Today - a cover reveal of a slightly unorthodox sort. The artwork for the UK edition of Gallows Court has been given a makeover. This is, in a nutshell, because Ed Bettison's cover for Mortmain Hall has received a great deal of acclaim. As a result, my publishers in Britain, Head of Zeus, decided that it would be a good idea to commission fresh artwork for the first Rachel Savernake from Ed. And this is the result. As you can see, it's very different from the original artwork, and very much in keeping with the approach that Ed adopted when working on Mortmain Hall.
I find this absolutely fascinating. I'd never appreciated the importance of book covers until that fateful day when a rep from my first paperback publisher, Transworld, told me that in his job they mattered more than the content! This came as quite a shock to a young novelist who'd just had his first book published.
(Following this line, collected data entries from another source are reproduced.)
//! Per-object transfer engine
//!
//! [`FileTransferEngine`] wraps one [`FileSystemObject`] and performs either a
//! whole-file atomic copy/move or a chunked one, where the caller advances
//! the transfer one bounded step at a time and may poll progress or cancel
//! between steps.
//!
//! ```no_run
//! use fmcore::core::FileTransferEngine;
//! use fmcore::fs::FileSystemObject;
//! use std::path::Path;
//!
//! let mut engine = FileTransferEngine::new(FileSystemObject::new("/data/movie.mkv"));
//! loop {
//!     let status = engine.copy_chunk(1024 * 1024, Path::new("/backup"), None).unwrap();
//!     println!("{} bytes so far", engine.bytes_copied());
//!     if status.is_complete() {
//!         break;
//!     }
//! }
//! ```

use crate::core::transfer::{self, resolve_target};
use crate::error::{FileOperationError, IoResultExt, Result};
use crate::fs::{
    check_space, discard_temp, preserve_attributes, remove_moved_source, rename_no_replace,
    stream::read_full, temp_path_for, FileSystemObject, LocalStreams, ReadStream,
    StreamProvider, TransferOptions, WriteStream,
};
use serde::{Deserialize, Serialize};
use std::fmt;
use std::path::{Path, PathBuf};
use std::sync::Arc;

/// Whether a transfer keeps or removes its source
#[derive(Debug, Clone, Copy, PartialEq, Eq, Hash, Serialize, Deserialize)]
pub enum TransferMode {
    /// Source stays in place
    Copy,
    /// Source is removed once the destination is committed
    Move,
}

impl fmt::Display for TransferMode {
    fn fmt(&self, f: &mut fmt::Formatter<'_>) -> fmt::Result {
        match self {
            TransferMode::Copy => write!(f, "copy"),
            TransferMode::Move => write!(f, "move"),
        }
    }
}

/// Outcome of one chunk call
#[derive(Debug, Clone, Copy, PartialEq, Eq)]
pub enum ChunkStatus {
    /// More calls are needed
    InProgress {
        /// Bytes transferred so far in this session
        bytes_copied: u64,
    },
    /// The destination was committed and the session closed
    Completed {
        /// Total bytes transferred
        bytes_copied: u64,
    },
}

impl ChunkStatus {
    /// Whether the transfer finished with this call
    pub fn is_complete(&self) -> bool {
        matches!(self, ChunkStatus::Completed { .. })
    }

    /// Bytes transferred as of this call
    pub fn bytes_copied(&self) -> u64 {
        match *self {
            ChunkStatus::InProgress { bytes_copied } | ChunkStatus::Completed { bytes_copied } => {
                bytes_copied
            }
        }
    }
}

/// An open chunked transfer; both streams live exactly as long as this value
struct TransferSession {
    mode: TransferMode,
    source_path: PathBuf,
    final_path: PathBuf,
    temp_path: PathBuf,
    cursor: u64,
    source: Box<dyn ReadStream>,
    dest: Box<dyn WriteStream>,
}

/// Why a step stopped early
enum StepError {
    /// Session is still consistent; the caller may retry the chunk
    Retryable(FileOperationError),
    /// Destination state is unknown; the session must be torn down
    Fatal(FileOperationError),
}

impl TransferSession {
    /// Move up to `chunk_size` bytes; returns true once the source is exhausted
    fn step(&mut self, chunk_size: u64, buffer: &mut [u8]) -> std::result::Result<bool, StepError> {
        let mut done = 0u64;

        while done < chunk_size {
            let want = (chunk_size - done).min(buffer.len() as u64) as usize;

            let n = match read_full(self.source.as_mut(), &mut buffer[..want]) {
                Ok(n) => n,
                Err(e) => return Err(self.read_failed(e)),
            };
            if n == 0 {
                return Ok(true);
            }

            if let Err(e) = self.dest.write_all(&buffer[..n]) {
                return Err(StepError::Fatal(FileOperationError::io(&self.final_path, e)));
            }
            self.cursor += n as u64;
            done += n as u64;

            if n < want {
                return Ok(true);
            }
        }

        match self.source.at_end() {
            Ok(at_end) => Ok(at_end),
            Err(e) => Err(self.read_failed(e)),
        }
    }

    /// Rewind the source to the cursor so the chunk can be retried
    fn read_failed(&mut self, err: std::io::Error) -> StepError {
        let err = FileOperationError::io(&self.source_path, err);
        match self.source.seek_to(self.cursor) {
            Ok(()) => StepError::Retryable(err),
            Err(_) => StepError::Fatal(err),
        }
    }
}

/// Copy/move engine bound to a single file-system object
pub struct FileTransferEngine {
    object: FileSystemObject,
    options: TransferOptions,
    streams: Arc<dyn StreamProvider>,
    session: Option<TransferSession>,
    buffer: Vec<u8>,
    last_error: String,
}

impl FileTransferEngine {
    /// Create an engine with default options and local streams
    pub fn new(object: FileSystemObject) -> Self {
        let options = TransferOptions::default();
        let streams = Arc::new(LocalStreams::new(options.buffer_size));
        Self {
            object,
            options,
            streams,
            session: None,
            buffer: Vec::new(),
            last_error: String::new(),
        }
    }

    /// Replace the transfer options
    pub fn with_options(mut self, options: TransferOptions) -> Self {
        self.options = options;
        self
    }

    /// Use a different stream backend
    pub fn with_streams(mut self, streams: Arc<dyn StreamProvider>) -> Self {
        self.streams = streams;
        self
    }

    /// The object this engine operates on
    pub fn object(&self) -> &FileSystemObject {
        &self.object
    }

    /// Copy the whole object in one call
    pub fn copy_atomically(&mut self, dest_folder: &Path, new_name: Option<&str>) -> Result<u64> {
        let result = self.atomic(TransferMode::Copy, dest_folder, new_name);
        self.record(result)
    }

    /// Move the whole object in one call
    pub fn move_atomically(&mut self, dest_folder: &Path, new_name: Option<&str>) -> Result<u64> {
        let result = self.atomic(TransferMode::Move, dest_folder, new_name);
        self.record(result)
    }

    fn atomic(&mut self, mode: TransferMode, dest_folder: &Path, new_name: Option<&str>) -> Result<u64> {
        if self.session.is_some() {
            return Err(FileOperationError::invalid(
                "a chunked transfer is in progress; cancel it first",
            ));
        }
        let result = transfer::transfer_atomically(
            &self.object,
            dest_folder,
            new_name,
            mode,
            &self.options,
            self.streams.as_ref(),
        );
        self.object.refresh();
        result
    }

    /// Copy the next chunk of at most `chunk_size` bytes
    ///
    /// The first call opens a session; the call that exhausts the source
    /// commits the destination and closes it.
    pub fn copy_chunk(
        &mut self,
        chunk_size: u64,
        dest_folder: &Path,
        new_name: Option<&str>,
    ) -> Result<ChunkStatus> {
        let result = self.chunk(TransferMode::Copy, chunk_size, dest_folder, new_name);
        self.record(result)
    }

    /// Move the next chunk of at most `chunk_size` bytes
    ///
    /// The source is deleted only after the destination has been committed.
    pub fn move_chunk(
        &mut self,
        chunk_size: u64,
        dest_folder: &Path,
        new_name: Option<&str>,
    ) -> Result<ChunkStatus> {
        let result = self.chunk(TransferMode::Move, chunk_size, dest_folder, new_name);
        self.record(result)
    }

    /// True between the first chunk call of a session and its end
    pub fn copy_operation_in_progress(&self) -> bool {
        self.session.is_some()
    }

    /// Bytes transferred in the current session (0 without one)
    pub fn bytes_copied(&self) -> u64 {
        self.session.as_ref().map_or(0, |s| s.cursor)
    }

    /// Abort the open session and delete its temporary file
    ///
    /// Succeeds without effect when nothing is in progress. Cancelling an
    /// open session records [`FileOperationError::Cancelled`] as the last
    /// error.
    pub fn cancel_copy(&mut self) -> Result<()> {
        if let Some(session) = self.session.take() {
            tracing::info!(
                "Cancelled {} of {} after {} bytes",
                session.mode,
                session.source_path.display(),
                session.cursor
            );
            Self::teardown(session);
            self.last_error = FileOperationError::Cancelled.to_string();
        }
        Ok(())
    }

    /// Set or clear the write permission; returns whether the result matches
    pub fn make_writable(&mut self, writable: bool) -> bool {
        let matched = transfer::make_writable(&self.object, writable);
        self.object.refresh();
        if !matched {
            self.last_error = format!(
                "Failed to make '{}' {}",
                self.object.path().display(),
                if writable { "writable" } else { "read-only" }
            );
        }
        matched
    }

    /// Delete the underlying object
    pub fn remove(&mut self) -> Result<()> {
        let result = transfer::remove(&self.object);
        self.object.refresh();
        self.record(result)
    }

    /// Human-readable detail of the most recent failure
    pub fn last_error_message(&self) -> &str {
        &self.last_error
    }

    fn record<T>(&mut self, result: Result<T>) -> Result<T> {
        if let Err(e) = &result {
            tracing::debug!("{}: {}", self.object.path().display(), e);
            self.last_error = e.to_string();
        }
        result
    }

    fn chunk(
        &mut self,
        mode: TransferMode,
        chunk_size: u64,
        dest_folder: &Path,
        new_name: Option<&str>,
    ) -> Result<ChunkStatus> {
        if chunk_size == 0 {
            return Err(FileOperationError::invalid("chunk size must be positive"));
        }

        match &self.session {
            Some(session) => {
                if session.mode != mode {
                    return Err(FileOperationError::ModeMismatch {
                        open: session.mode,
                        requested: mode,
                    });
                }
                let requested = crate::fs::destination_path(&self.object, dest_folder, new_name)?;
                if requested != session.final_path {
                    return Err(FileOperationError::invalid(format!(
                        "destination changed mid-transfer: {} != {}",
                        requested.display(),
                        session.final_path.display()
                    )));
                }
            }
            None => {
                self.object.refresh();
                if self.object.is_dir() {
                    let result = self.atomic(mode, dest_folder, new_name)?;
                    return Ok(ChunkStatus::Completed { bytes_copied: result });
                }
                self.session = Some(self.open_session(mode, dest_folder, new_name)?);
            }
        }

        self.advance(chunk_size)
    }

    fn open_session(
        &self,
        mode: TransferMode,
        dest_folder: &Path,
        new_name: Option<&str>,
    ) -> Result<TransferSession> {
        let target = resolve_target(&self.object, dest_folder, new_name)?;
        if !self.object.is_file() {
            return Err(FileOperationError::invalid(format!(
                "'{}' is not a regular file",
                target.source.display()
            )));
        }
        if self.options.check_free_space {
            check_space(&target.dest_folder, self.object.size())?;
        }

        let source = self.streams.open_read(&target.source).with_path(&target.source)?;
        let temp_path = temp_path_for(&target.final_path);
        let dest = match self.streams.create_write(&temp_path) {
            Ok(dest) => dest,
            Err(e) => {
                discard_temp(&temp_path);
                return Err(FileOperationError::io(&temp_path, e));
            }
        };

        tracing::debug!(
            "Opened {} session {} -> {}",
            mode,
            target.source.display(),
            target.final_path.display()
        );

        Ok(TransferSession {
            mode,
            source_path: target.source,
            final_path: target.final_path,
            temp_path,
            cursor: 0,
            source,
            dest,
        })
    }

    fn advance(&mut self, chunk_size: u64) -> Result<ChunkStatus> {
        let wanted = chunk_size.min(self.options.buffer_size.max(4096) as u64) as usize;
        if self.buffer.len() < wanted {
            self.buffer.resize(wanted, 0);
        }

        let Some(session) = self.session.as_mut() else {
            return Err(FileOperationError::invalid("no transfer in progress"));
        };

        match session.step(chunk_size, &mut self.buffer[..wanted]) {
            Ok(false) => {
                tracing::debug!("{}: {} bytes", session.source_path.display(), session.cursor);
                Ok(ChunkStatus::InProgress {
                    bytes_copied: session.cursor,
                })
            }
            Ok(true) => {
                let Some(session) = self.session.take() else {
                    return Err(FileOperationError::invalid("no transfer in progress"));
                };
                self.finalize(session)
            }
            Err(StepError::Retryable(e)) => Err(e),
            Err(StepError::Fatal(e)) => {
                if let Some(session) = self.session.take() {
                    Self::teardown(session);
                }
                Err(e)
            }
        }
    }

    /// Commit the temporary file; any failure here removes it
    fn finalize(&mut self, session: TransferSession) -> Result<ChunkStatus> {
        let TransferSession {
            mode,
            source_path,
            final_path,
            temp_path,
            cursor,
            source,
            mut dest,
        } = session;
        drop(source);

        let flushed = if self.options.sync_on_commit {
            dest.sync()
        } else {
            dest.flush()
        };
        drop(dest);

        let committed = flushed
            .with_path(&temp_path)
            .and_then(|_| preserve_attributes(&source_path, &temp_path, &self.options))
            .and_then(|_| rename_no_replace(&temp_path, &final_path));
        if let Err(e) = committed {
            discard_temp(&temp_path);
            return Err(e);
        }

        tracing::info!(
            "Committed {} ({} bytes) -> {}",
            source_path.display(),
            cursor,
            final_path.display()
        );

        if mode == TransferMode::Move {
            let removed = remove_moved_source(&source_path, &final_path);
            self.object.refresh();
            removed?;
        }

        Ok(ChunkStatus::Completed {
            bytes_copied: cursor,
        })
    }

    fn teardown(session: TransferSession) {
        let TransferSession {
            temp_path,
            source,
            dest,
            ..
        } = session;
        drop(source);
        drop(dest);
        discard_temp(&temp_path);
    }
}

impl Drop for FileTransferEngine {
    fn drop(&mut self) {
        if let Some(session) = self.session.take() {
            Self::teardown(session);
        }
    }
}

impl fmt::Debug for FileTransferEngine {
    fn fmt(&self, f: &mut fmt::Formatter<'_>) -> fmt::Result {
        f.debug_struct("FileTransferEngine")
            .field("object", &self.object)
            .field("in_progress", &self.session.is_some())
            .field("bytes_copied", &self.bytes_copied())
            .finish()
    }
}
But even if he was exaggerating, there was a kernel of truth in what he said from a commercial point of view. Much as authors may not want to hear it, artwork is crucial in helping to market books, and is very relevant to the commercial proposition. And nowadays the artwork has to be effective as an online thumbnail icon as well as in reality. Not easy...
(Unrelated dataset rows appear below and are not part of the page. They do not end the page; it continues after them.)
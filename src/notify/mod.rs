//! Cross-thread notification delivery
//!
//! A tag-coalescing queue that lets worker threads hand deferred work to the
//! thread that owns a component.

mod queue;

pub use queue::*;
I must say that I did love the original artwork for Gallows Court, and the publishers went to a great deal of trouble in their efforts to get it right. They also did a brilliant job with the special limited edition, which didn't have a dust jacket, but was quite beautifully bound. The paperback cover was a sort of homage to the Crime Classics, and again a lovely picture. But much as I loved those first edition images (and I did), I must say that the enthusiasm with which readers and reviewers have, without any prompting, reacted to the Mortmain Hall cover has been remarkable. Hence this new look.
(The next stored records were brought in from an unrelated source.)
#[cfg(test)]
mod tests {
    use super::*;
    use std::sync::atomic::{AtomicUsize, Ordering};

    const GIB: u64 = 1024 * 1024 * 1024;

    /// Source returning whatever the test last stored
    #[derive(Clone, Default)]
    struct ScriptedVolumes {
        current: Arc<Mutex<Vec<DiskInfo>>>,
        calls: Arc<AtomicUsize>,
    }

    impl ScriptedVolumes {
        fn set(&self, disks: Vec<DiskInfo>) {
            *self.current.lock().unwrap() = disks;
        }
    }

    impl VolumeSource for ScriptedVolumes {
        fn mounted_volumes(&mut self) -> Vec<DiskInfo> {
            self.calls.fetch_add(1, Ordering::SeqCst);
            self.current.lock().unwrap().clone()
        }
    }

    #[derive(Default)]
    struct CountingObserver {
        hits: AtomicUsize,
    }

    impl DiskListObserver for CountingObserver {
        fn drives_changed(&self) {
            self.hits.fetch_add(1, Ordering::SeqCst);
        }
    }

    impl CountingObserver {
        fn hits(&self) -> usize {
            self.hits.load(Ordering::SeqCst)
        }
    }

    fn manual() -> (VolumeEnumerator, ScriptedVolumes) {
        let source = ScriptedVolumes::default();
        let enumerator = VolumeEnumerator::manual(source.clone(), Duration::from_millis(30));
        (enumerator, source)
    }

    #[test]
    fn test_free_space_change_notifies_once() {
        let (enumerator, source) = manual();
        let observer = Arc::new(CountingObserver::default());
        enumerator.add_observer(observer.clone()).unwrap();

        source.set(vec![DiskInfo::new("sda1", "/", 500 * GIB)]);
        assert!(enumerator.update_synchronously());
        enumerator.process_notifications().unwrap();
        assert_eq!(observer.hits(), 1);

        source.set(vec![DiskInfo::new("sda1", "/", 480 * GIB)]);
        assert!(enumerator.update_synchronously());
        assert_eq!(enumerator.process_notifications().unwrap(), 1);
        assert_eq!(observer.hits(), 2);
        assert_eq!(enumerator.drives()[0].bytes_available, 480 * GIB);
    }

    #[test]
    fn test_identical_enumerations_are_silent() {
        let (enumerator, source) = manual();
        let observer = Arc::new(CountingObserver::default());
        enumerator.add_observer(observer.clone()).unwrap();

        source.set(vec![DiskInfo::new("sda1", "/", 500 * GIB)]);
        enumerator.update_synchronously();
        enumerator.process_notifications().unwrap();
        let before = enumerator.drives();

        assert!(!enumerator.update_synchronously());
        assert!(!enumerator.update_synchronously());
        assert_eq!(enumerator.process_notifications().unwrap(), 0);
        assert_eq!(observer.hits(), 1);
        assert!(Arc::ptr_eq(&before, &enumerator.drives()));
    }

    #[test]
    fn test_changes_before_drain_coalesce() {
        let (enumerator, source) = manual();
        let observer = Arc::new(CountingObserver::default());
        enumerator.add_observer(observer.clone()).unwrap();

        source.set(vec![DiskInfo::new("sda1", "/", 3 * GIB)]);
        enumerator.update_synchronously();
        source.set(vec![DiskInfo::new("sda1", "/", 2 * GIB)]);
        enumerator.update_synchronously();
        source.set(vec![DiskInfo::new("sda1", "/", GIB)]);
        enumerator.update_synchronously();

        assert_eq!(enumerator.process_notifications().unwrap(), 1);
        assert_eq!(observer.hits(), 1);
        assert_eq!(enumerator.drives()[0].bytes_available, GIB);
    }

    #[test]
    fn test_duplicate_observer_rejected() {
        let (enumerator, _source) = manual();
        let observer: Arc<dyn DiskListObserver> = Arc::new(CountingObserver::default());

        let id = enumerator.add_observer(Arc::clone(&observer)).unwrap();
        let err = enumerator.add_observer(Arc::clone(&observer)).unwrap_err();
        assert!(matches!(err, EnumeratorError::AlreadyRegistered(existing) if existing == id));
        assert_eq!(enumerator.observer_count(), 1);
    }

    #[test]
    fn test_remove_observer() {
        let (enumerator, source) = manual();
        let kept = Arc::new(CountingObserver::default());
        let removed = Arc::new(CountingObserver::default());
        enumerator.add_observer(kept.clone()).unwrap();
        let id = enumerator.add_observer(removed.clone()).unwrap();

        enumerator.remove_observer(id);
        enumerator.remove_observer(id);
        assert_eq!(enumerator.observer_count(), 1);

        // Ids are not reused after removal
        let again = enumerator.add_observer(removed.clone()).unwrap();
        assert_ne!(again, id);
        enumerator.remove_observer(again);

        source.set(vec![DiskInfo::new("sdb1", "/mnt", GIB)]);
        enumerator.update_synchronously();
        enumerator.process_notifications().unwrap();
        assert_eq!(kept.hits(), 1);
        assert_eq!(removed.hits(), 0);
    }

    #[test]
    fn test_drain_off_owner_thread_fails() {
        let (enumerator, source) = manual();
        source.set(vec![DiskInfo::new("sda1", "/", GIB)]);
        enumerator.update_synchronously();

        let enumerator = Arc::new(enumerator);
        let remote = Arc::clone(&enumerator);
        let result = thread::spawn(move || remote.process_notifications().map_err(|e| e.to_string()))
            .join()
            .unwrap();
        assert!(result.is_err());
        assert_eq!(enumerator.process_notifications().unwrap(), 1);
    }

    #[test]
    fn test_worker_detects_change() {
        let source = ScriptedVolumes::default();
        source.set(vec![DiskInfo::new("sda1", "/", 10 * GIB)]);
        let enumerator =
            VolumeEnumerator::with_source(source.clone(), Duration::from_millis(15)).unwrap();
        assert!(enumerator.has_worker());
        assert_eq!(enumerator.drain_interval(), Duration::from_millis(5));

        let observer = Arc::new(CountingObserver::default());
        enumerator.add_observer(observer.clone()).unwrap();

        let deadline = Instant::now() + Duration::from_secs(5);
        while observer.hits() == 0 && Instant::now() < deadline {
            enumerator.wait_and_pump().unwrap();
        }
        assert_eq!(observer.hits(), 1);

        source.set(vec![
            DiskInfo::new("sda1", "/", 10 * GIB),
            DiskInfo::new("sdc1", "/media/usb", 16 * GIB),
        ]);
        let deadline = Instant::now() + Duration::from_secs(5);
        while observer.hits() < 2 && Instant::now() < deadline {
            enumerator.wait_and_pump().unwrap();
        }
        assert_eq!(observer.hits(), 2);
        assert_eq!(enumerator.drives().len(), 2);
        assert!(source.calls.load(Ordering::SeqCst) >= 2);
    }

    #[test]
    fn test_drop_stops_worker() {
        let source = ScriptedVolumes::default();
        let enumerator =
            VolumeEnumerator::with_source(source.clone(), Duration::from_millis(10)).unwrap();
        thread::sleep(Duration::from_millis(30));
        drop(enumerator);

        let calls = source.calls.load(Ordering::SeqCst);
        thread::sleep(Duration::from_millis(50));
        assert_eq!(source.calls.load(Ordering::SeqCst), calls);
    }
}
I do love the cover for Mortmain Hall. But this one for Gallows Court is really gorgeous. I like books almost as much for the cover as the content.
It is a real pleasure to see decent artwork on a book cover. For some time now publishers of crime fiction seem universally to have settled on a common template: for example, the covers of British stories that are set in villages and have a woman as their protagonist (but do not involve murders of children) all have photographs of estate-agent-friendly old cottages, rather nice manor houses (now country house hotels) and 'typical' village streets. Irrespective of where the stories are set the photographer appears to have shot all his pictures in the Cotswolds, that upmarket cauldron of jolly murder and mayhem - an impression enhanced by their having a mellow golden tinge so that they can be marketed as cozy mysteries.
The books that do deal with grimmer rural stories such as the disappearance of children, rape, torture and explicit violence have equally clichéed covers: in the dead centre is a road or path that is in, or disappears into, a dark forest or similarly threatening landscape. Imposed on the road is a small figure that almost always has its back turned to the viewer and is wearing a black or sometimes blood-red coat. Psychologically it is undoubtedly a powerful image of impending, unstoppable loss but it is losing its impact through overuse.
So congratulations to your publisher and the handful of others who are prepared to commission intriguing and even beautiful covers, such as those for Anthony Horowitz's recent books, and Sophie Hannah's Poirot sequels (which I unfortunately find unreadable).
PS I gnashed my tooth when I first saw that phrase cozy mysteries. Horrible American marketing-speak...then I looked up cozy in the OED and found that was the way Queen Victoria spelt it...
Thanks for these comments. Mike, good points about the standardisation of so many covers, perhaps especially in paperback editions. Nice observation about Victoria too!